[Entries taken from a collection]
※
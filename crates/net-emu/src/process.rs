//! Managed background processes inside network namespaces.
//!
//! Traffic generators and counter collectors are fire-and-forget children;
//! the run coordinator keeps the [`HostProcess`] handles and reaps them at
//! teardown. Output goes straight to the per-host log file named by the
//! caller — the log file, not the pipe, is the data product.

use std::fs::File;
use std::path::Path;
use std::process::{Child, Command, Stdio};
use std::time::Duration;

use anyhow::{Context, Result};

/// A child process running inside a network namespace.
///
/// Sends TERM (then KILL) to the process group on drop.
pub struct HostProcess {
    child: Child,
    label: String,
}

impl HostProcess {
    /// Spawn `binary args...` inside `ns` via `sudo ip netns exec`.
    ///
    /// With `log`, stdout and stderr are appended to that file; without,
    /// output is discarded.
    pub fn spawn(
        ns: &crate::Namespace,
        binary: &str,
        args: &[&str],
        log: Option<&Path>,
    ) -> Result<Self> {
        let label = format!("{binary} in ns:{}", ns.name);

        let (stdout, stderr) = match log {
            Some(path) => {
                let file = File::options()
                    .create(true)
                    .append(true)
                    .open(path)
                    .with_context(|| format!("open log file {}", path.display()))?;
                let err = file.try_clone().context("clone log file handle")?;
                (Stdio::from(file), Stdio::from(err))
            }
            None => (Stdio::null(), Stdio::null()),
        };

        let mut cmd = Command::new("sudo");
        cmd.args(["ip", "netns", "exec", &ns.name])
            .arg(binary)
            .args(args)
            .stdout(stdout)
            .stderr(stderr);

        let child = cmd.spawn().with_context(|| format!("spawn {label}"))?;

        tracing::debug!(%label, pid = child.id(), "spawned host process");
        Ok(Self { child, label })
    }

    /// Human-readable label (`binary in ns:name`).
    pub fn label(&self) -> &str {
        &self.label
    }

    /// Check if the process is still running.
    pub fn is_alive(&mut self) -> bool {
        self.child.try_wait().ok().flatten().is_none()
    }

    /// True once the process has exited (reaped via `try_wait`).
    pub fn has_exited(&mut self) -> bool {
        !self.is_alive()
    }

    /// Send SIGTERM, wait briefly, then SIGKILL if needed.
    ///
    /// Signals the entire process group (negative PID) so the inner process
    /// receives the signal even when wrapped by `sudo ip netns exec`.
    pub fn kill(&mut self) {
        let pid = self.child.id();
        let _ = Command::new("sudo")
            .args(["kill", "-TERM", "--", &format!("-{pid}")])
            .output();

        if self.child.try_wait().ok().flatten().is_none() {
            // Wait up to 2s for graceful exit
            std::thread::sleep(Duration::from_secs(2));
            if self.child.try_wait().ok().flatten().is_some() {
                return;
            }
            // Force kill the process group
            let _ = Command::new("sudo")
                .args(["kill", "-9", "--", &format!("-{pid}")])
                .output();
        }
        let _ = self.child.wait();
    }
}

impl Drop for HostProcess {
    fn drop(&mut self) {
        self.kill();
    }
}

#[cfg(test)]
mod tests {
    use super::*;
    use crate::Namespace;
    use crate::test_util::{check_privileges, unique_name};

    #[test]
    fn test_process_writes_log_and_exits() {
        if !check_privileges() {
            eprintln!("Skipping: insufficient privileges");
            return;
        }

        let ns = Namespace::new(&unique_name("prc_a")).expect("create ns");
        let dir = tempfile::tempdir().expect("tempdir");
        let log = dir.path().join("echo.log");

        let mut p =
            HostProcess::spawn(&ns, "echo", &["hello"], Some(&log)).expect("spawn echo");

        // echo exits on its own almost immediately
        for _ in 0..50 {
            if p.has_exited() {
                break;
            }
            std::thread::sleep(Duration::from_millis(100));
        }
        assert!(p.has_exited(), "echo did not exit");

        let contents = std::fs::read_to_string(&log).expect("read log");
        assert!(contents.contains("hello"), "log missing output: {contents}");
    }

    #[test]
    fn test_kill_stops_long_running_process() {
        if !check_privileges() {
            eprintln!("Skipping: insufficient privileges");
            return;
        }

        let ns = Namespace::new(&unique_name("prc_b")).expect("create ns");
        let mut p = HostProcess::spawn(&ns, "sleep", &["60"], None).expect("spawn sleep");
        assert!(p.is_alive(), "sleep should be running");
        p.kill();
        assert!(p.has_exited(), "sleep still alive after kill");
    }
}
※
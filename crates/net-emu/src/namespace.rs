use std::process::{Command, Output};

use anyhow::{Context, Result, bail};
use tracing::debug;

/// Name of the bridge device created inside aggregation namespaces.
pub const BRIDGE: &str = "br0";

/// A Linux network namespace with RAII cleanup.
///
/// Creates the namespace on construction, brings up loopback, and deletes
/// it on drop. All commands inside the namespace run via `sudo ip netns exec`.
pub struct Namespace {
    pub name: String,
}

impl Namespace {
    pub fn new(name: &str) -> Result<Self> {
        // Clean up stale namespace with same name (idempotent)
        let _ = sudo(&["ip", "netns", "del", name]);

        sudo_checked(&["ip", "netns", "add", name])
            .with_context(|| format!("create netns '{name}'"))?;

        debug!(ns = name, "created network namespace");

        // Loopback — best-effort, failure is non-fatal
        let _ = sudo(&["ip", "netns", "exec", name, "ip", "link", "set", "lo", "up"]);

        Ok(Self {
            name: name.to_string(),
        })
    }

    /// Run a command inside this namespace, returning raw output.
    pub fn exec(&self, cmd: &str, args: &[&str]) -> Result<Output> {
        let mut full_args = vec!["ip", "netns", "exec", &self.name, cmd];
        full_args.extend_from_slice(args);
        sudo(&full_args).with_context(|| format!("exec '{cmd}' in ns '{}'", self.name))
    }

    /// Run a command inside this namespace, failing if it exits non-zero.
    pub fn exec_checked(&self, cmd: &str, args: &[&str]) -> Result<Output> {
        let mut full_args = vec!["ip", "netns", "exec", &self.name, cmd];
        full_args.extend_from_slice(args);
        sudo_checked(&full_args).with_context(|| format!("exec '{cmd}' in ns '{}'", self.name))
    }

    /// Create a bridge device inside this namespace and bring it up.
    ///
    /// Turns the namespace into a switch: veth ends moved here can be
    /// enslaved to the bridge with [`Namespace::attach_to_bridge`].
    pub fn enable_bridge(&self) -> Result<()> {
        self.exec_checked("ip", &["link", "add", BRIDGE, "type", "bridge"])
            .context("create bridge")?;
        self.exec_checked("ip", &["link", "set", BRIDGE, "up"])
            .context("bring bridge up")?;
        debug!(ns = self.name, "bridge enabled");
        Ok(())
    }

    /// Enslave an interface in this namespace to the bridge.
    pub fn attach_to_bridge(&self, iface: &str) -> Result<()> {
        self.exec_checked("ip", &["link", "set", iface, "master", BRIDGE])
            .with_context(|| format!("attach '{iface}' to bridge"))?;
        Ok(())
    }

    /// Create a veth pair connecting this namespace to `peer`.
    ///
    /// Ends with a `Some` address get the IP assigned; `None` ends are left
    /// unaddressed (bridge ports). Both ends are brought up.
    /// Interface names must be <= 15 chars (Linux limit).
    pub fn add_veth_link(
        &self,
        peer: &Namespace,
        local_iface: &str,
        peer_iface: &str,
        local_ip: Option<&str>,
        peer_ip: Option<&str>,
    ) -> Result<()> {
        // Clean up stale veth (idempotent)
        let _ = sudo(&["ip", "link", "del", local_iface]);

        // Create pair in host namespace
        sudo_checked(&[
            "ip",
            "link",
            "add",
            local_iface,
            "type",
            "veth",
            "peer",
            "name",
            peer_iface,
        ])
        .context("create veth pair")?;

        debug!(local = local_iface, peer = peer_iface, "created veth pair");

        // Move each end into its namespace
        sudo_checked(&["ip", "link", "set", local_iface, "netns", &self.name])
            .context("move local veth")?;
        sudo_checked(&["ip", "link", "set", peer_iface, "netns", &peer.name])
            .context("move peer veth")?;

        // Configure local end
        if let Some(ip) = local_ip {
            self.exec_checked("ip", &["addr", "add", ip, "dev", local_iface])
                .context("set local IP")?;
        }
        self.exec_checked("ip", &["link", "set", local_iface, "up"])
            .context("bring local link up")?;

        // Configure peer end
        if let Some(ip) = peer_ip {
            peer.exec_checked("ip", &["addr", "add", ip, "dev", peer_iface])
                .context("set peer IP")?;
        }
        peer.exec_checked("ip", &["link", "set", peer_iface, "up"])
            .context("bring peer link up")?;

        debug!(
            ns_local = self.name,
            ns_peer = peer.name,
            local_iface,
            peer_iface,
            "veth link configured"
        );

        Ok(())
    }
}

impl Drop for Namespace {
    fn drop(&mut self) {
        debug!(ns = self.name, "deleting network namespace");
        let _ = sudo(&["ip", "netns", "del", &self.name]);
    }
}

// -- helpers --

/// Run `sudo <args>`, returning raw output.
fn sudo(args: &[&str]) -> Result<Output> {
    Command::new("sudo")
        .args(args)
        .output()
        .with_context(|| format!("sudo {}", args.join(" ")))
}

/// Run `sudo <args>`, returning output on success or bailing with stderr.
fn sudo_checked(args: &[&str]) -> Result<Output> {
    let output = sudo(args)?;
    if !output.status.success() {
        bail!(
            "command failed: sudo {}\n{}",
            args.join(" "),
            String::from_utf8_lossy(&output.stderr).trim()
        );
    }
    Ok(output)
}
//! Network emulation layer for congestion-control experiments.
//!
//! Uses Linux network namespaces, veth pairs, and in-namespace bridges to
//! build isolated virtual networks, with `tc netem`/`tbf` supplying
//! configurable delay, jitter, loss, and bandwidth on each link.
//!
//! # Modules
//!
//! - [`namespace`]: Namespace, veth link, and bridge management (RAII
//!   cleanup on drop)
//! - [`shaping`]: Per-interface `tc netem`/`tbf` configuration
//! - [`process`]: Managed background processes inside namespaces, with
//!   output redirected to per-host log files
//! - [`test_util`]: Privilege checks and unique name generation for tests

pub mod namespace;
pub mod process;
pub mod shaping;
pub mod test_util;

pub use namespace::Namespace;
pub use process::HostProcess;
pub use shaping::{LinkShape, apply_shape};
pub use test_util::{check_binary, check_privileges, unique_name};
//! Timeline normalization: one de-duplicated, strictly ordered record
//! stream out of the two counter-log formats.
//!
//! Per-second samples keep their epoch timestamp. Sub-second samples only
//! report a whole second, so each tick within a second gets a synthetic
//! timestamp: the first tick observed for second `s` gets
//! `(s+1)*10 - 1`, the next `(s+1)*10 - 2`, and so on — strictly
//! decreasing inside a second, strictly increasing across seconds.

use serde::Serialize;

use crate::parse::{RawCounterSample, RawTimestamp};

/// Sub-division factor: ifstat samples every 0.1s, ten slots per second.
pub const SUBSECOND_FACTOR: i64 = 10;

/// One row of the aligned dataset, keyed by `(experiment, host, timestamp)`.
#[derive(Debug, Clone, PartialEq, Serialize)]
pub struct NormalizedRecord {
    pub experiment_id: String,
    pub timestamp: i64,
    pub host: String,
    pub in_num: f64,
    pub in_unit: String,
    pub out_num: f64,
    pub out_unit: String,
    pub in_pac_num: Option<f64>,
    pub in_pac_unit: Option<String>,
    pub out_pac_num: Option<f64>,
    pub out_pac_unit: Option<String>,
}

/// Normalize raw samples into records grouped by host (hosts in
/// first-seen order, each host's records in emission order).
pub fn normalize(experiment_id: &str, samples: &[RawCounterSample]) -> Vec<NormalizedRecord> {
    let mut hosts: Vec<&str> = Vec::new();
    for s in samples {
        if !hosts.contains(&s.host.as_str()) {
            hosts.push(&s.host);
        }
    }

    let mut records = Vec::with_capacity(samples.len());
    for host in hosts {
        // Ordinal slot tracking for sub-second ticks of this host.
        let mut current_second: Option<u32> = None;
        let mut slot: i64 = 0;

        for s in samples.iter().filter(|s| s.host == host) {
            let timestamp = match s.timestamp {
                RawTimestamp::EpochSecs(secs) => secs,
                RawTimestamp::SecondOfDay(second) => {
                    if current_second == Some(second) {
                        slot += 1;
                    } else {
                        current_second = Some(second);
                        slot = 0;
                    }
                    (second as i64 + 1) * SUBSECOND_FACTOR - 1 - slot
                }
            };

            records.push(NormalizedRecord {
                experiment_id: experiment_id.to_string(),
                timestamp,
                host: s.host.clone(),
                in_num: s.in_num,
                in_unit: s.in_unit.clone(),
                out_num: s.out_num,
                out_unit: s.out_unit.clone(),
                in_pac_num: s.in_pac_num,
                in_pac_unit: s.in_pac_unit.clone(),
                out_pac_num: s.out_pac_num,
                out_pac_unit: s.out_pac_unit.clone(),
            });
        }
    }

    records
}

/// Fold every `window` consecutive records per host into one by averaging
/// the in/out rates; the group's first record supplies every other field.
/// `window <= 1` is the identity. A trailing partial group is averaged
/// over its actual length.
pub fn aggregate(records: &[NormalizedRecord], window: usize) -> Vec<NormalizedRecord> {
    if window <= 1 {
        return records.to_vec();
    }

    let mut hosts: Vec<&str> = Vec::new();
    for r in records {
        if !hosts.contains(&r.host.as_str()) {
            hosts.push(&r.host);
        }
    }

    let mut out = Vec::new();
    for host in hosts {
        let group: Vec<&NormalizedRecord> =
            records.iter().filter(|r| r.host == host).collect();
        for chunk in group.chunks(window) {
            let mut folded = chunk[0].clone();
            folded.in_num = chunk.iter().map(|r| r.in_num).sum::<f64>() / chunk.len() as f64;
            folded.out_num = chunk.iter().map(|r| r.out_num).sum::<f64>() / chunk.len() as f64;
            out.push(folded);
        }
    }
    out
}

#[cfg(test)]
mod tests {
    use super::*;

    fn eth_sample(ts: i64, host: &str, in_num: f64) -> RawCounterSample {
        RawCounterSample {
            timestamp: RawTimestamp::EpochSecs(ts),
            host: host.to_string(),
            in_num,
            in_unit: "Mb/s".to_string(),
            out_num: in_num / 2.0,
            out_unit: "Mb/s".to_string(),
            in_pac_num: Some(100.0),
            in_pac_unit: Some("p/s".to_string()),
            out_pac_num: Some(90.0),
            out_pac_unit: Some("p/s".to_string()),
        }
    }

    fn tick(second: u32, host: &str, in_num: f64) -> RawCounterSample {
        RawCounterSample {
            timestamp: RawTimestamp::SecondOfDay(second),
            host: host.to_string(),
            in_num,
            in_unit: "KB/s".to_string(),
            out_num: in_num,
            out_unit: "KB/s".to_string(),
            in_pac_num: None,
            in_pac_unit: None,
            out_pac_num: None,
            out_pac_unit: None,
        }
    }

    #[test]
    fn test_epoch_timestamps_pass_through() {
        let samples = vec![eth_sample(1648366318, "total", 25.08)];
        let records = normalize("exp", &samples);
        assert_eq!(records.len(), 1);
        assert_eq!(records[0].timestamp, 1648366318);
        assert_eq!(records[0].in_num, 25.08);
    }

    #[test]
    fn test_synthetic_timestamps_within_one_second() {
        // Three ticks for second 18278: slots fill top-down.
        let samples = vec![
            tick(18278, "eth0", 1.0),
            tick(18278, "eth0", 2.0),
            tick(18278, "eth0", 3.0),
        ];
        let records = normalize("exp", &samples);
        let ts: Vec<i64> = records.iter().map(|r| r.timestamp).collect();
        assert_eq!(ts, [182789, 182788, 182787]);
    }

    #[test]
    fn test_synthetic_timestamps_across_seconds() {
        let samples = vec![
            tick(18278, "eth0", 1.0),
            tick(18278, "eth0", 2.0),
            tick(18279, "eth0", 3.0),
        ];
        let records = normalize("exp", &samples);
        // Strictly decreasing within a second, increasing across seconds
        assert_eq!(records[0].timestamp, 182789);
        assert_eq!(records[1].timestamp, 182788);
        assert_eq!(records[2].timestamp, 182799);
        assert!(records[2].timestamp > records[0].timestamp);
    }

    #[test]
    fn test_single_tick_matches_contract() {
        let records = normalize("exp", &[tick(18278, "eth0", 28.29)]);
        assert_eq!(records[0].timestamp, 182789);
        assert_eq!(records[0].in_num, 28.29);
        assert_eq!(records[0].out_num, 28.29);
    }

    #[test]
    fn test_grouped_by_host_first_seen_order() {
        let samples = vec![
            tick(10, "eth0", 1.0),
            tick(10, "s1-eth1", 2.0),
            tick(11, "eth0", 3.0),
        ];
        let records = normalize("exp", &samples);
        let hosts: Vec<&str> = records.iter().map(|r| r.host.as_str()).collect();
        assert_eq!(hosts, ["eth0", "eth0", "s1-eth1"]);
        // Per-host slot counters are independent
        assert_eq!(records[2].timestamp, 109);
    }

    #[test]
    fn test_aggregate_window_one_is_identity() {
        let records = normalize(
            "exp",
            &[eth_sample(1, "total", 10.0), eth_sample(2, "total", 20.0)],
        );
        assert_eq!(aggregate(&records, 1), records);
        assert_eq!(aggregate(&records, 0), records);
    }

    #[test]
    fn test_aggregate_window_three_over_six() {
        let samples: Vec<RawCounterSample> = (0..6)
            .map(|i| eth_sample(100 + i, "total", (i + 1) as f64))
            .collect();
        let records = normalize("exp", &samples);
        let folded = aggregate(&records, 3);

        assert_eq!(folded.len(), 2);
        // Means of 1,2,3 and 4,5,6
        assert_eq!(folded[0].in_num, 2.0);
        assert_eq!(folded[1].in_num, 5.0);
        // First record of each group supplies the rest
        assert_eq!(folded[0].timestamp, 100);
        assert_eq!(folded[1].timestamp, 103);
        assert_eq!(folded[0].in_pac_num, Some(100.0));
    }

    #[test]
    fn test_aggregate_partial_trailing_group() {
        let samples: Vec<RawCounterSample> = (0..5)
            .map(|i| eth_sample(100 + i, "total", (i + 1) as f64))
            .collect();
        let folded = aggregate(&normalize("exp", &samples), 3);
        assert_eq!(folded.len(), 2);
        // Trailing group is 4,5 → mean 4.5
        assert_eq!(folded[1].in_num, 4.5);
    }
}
※
▸ WHAT YOU ARE ASKED TO DO
Copy, exactly and only, the lines above that begin with the one containing "filename crates/net-emu/src/process.rs" and finish with the one containing "reaps them at".

▸ EXPECTED ANSWER
filename crates/net-emu/src/process.rs
//! Managed background processes inside network namespaces.
//!
//! Traffic generators and counter collectors are fire-and-forget children;
//! the run coordinator keeps the [`HostProcess`] handles and reaps them at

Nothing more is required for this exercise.